* **Exercise description**:
Look through the entries below, please, and copy every line with the word "await".

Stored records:
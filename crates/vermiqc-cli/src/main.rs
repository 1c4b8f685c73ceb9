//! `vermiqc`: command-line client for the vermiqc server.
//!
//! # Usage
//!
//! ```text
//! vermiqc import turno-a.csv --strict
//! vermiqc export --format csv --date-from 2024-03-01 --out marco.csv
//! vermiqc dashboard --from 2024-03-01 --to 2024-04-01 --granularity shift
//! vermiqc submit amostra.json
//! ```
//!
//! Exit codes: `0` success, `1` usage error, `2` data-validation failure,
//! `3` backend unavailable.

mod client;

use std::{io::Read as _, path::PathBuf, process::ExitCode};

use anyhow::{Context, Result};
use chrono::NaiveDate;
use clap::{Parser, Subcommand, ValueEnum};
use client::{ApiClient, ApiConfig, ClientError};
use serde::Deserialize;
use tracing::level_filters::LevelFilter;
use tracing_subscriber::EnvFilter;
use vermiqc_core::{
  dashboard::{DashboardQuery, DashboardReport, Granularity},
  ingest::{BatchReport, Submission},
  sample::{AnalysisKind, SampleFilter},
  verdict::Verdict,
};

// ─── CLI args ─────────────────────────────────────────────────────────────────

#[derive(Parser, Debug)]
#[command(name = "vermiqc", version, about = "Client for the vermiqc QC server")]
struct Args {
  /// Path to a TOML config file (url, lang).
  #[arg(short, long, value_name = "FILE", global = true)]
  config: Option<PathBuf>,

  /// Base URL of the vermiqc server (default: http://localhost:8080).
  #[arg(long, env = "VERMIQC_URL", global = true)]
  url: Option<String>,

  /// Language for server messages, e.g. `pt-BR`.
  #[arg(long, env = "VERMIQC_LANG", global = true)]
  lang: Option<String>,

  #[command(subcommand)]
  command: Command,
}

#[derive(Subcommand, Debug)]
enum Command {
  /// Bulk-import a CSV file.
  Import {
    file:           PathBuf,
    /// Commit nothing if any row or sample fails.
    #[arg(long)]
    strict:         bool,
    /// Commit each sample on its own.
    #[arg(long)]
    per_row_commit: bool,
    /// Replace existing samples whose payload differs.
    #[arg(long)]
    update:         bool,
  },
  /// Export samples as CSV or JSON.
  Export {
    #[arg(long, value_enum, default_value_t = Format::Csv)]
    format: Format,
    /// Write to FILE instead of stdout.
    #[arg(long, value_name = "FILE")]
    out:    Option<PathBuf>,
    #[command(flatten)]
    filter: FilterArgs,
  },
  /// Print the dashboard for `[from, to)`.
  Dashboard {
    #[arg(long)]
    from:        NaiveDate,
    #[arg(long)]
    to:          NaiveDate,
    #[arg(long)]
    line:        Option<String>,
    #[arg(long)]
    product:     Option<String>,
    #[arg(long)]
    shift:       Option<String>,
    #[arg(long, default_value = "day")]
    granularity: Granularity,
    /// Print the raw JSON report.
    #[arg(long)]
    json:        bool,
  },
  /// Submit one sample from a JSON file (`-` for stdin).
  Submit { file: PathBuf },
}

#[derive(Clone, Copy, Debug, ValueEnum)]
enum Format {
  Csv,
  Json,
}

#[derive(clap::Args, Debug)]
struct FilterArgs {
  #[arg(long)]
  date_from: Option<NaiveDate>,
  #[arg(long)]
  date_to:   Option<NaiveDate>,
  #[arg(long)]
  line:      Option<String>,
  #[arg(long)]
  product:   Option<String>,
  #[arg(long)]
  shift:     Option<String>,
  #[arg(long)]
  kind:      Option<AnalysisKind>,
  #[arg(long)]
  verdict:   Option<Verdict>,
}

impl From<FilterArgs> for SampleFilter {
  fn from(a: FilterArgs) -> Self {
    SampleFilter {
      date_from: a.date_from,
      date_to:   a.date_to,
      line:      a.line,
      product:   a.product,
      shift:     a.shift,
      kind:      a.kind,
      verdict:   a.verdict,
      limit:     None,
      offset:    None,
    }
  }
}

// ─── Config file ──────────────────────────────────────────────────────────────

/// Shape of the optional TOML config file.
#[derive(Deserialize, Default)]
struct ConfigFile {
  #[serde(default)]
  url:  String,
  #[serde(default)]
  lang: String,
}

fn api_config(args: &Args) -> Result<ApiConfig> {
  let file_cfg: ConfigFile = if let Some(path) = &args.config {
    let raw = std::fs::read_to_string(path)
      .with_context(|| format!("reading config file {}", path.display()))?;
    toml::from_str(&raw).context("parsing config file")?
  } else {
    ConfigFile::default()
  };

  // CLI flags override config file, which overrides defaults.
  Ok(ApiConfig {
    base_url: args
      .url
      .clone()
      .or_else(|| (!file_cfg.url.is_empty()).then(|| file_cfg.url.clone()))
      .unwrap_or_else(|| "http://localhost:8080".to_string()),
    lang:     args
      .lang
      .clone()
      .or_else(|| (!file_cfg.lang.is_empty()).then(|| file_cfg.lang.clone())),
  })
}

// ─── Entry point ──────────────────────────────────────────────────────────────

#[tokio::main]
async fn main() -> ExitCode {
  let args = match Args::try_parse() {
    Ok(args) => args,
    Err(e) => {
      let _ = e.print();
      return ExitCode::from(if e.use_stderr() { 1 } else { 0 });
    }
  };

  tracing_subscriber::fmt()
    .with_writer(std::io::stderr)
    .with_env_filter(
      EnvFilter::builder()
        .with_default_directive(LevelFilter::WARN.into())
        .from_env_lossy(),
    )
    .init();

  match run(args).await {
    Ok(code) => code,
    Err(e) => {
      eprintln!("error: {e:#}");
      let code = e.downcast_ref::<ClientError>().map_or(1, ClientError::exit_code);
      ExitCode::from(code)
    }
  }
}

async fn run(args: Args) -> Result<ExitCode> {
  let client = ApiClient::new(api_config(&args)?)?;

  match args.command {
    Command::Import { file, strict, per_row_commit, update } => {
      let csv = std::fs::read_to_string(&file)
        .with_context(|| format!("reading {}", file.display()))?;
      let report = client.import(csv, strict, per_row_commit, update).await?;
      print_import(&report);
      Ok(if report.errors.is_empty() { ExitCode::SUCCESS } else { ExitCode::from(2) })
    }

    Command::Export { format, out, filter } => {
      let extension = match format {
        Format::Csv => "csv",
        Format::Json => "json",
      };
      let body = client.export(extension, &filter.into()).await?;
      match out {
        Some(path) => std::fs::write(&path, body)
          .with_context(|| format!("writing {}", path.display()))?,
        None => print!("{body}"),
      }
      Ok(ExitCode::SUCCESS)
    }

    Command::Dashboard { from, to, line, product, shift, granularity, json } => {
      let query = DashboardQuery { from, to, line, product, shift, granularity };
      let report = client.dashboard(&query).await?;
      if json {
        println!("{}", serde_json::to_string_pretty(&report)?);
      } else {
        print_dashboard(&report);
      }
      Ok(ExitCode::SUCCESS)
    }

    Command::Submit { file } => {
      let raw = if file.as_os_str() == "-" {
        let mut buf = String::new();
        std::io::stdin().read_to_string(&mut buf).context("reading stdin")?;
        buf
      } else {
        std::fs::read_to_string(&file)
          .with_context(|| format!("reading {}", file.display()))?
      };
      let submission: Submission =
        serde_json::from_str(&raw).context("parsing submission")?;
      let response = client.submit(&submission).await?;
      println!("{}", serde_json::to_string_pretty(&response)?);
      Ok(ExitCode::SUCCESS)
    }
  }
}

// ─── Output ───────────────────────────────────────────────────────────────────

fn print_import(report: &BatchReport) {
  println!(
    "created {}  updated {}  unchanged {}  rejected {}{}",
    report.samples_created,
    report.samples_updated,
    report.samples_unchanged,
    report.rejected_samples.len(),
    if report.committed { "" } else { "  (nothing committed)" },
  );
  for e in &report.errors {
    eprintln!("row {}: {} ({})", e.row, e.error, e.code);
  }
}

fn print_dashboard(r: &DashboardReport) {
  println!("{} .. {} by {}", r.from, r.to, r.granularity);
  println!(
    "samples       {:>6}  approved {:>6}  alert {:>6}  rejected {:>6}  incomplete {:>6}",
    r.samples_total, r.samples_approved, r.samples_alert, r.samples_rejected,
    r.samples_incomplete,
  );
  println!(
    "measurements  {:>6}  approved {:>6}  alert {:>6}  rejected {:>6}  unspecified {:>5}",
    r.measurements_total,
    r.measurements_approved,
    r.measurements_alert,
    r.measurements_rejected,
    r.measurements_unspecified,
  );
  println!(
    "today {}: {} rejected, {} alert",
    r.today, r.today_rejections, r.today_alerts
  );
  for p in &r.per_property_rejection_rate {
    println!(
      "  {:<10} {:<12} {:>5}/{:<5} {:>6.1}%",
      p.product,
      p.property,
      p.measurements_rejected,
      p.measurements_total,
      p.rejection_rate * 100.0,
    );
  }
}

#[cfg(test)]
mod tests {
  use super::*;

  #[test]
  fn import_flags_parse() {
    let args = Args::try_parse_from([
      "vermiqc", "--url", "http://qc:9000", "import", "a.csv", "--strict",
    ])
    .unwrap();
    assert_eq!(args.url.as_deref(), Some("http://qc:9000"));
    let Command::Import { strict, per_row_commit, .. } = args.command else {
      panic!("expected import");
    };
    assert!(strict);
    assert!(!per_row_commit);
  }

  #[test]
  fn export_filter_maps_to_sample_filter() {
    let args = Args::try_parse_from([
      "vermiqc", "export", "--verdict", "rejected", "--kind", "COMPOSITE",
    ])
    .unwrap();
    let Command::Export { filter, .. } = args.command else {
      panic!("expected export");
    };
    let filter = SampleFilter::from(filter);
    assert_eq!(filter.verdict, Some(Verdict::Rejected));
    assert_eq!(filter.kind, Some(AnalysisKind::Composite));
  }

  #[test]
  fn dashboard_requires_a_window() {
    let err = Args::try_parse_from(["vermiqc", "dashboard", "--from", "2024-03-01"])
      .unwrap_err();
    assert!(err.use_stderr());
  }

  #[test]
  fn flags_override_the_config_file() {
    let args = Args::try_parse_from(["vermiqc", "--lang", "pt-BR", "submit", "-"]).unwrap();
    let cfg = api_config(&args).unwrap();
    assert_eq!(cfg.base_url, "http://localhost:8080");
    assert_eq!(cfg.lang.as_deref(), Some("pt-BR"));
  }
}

* **Response to the task**:
  match run(args).await {
      let report = client.import(csv, strict, per_row_commit, update).await?;
      let body = client.export(extension, &filter.into()).await?;
      let report = client.dashboard(&query).await?;
      let response = client.submit(&submission).await?;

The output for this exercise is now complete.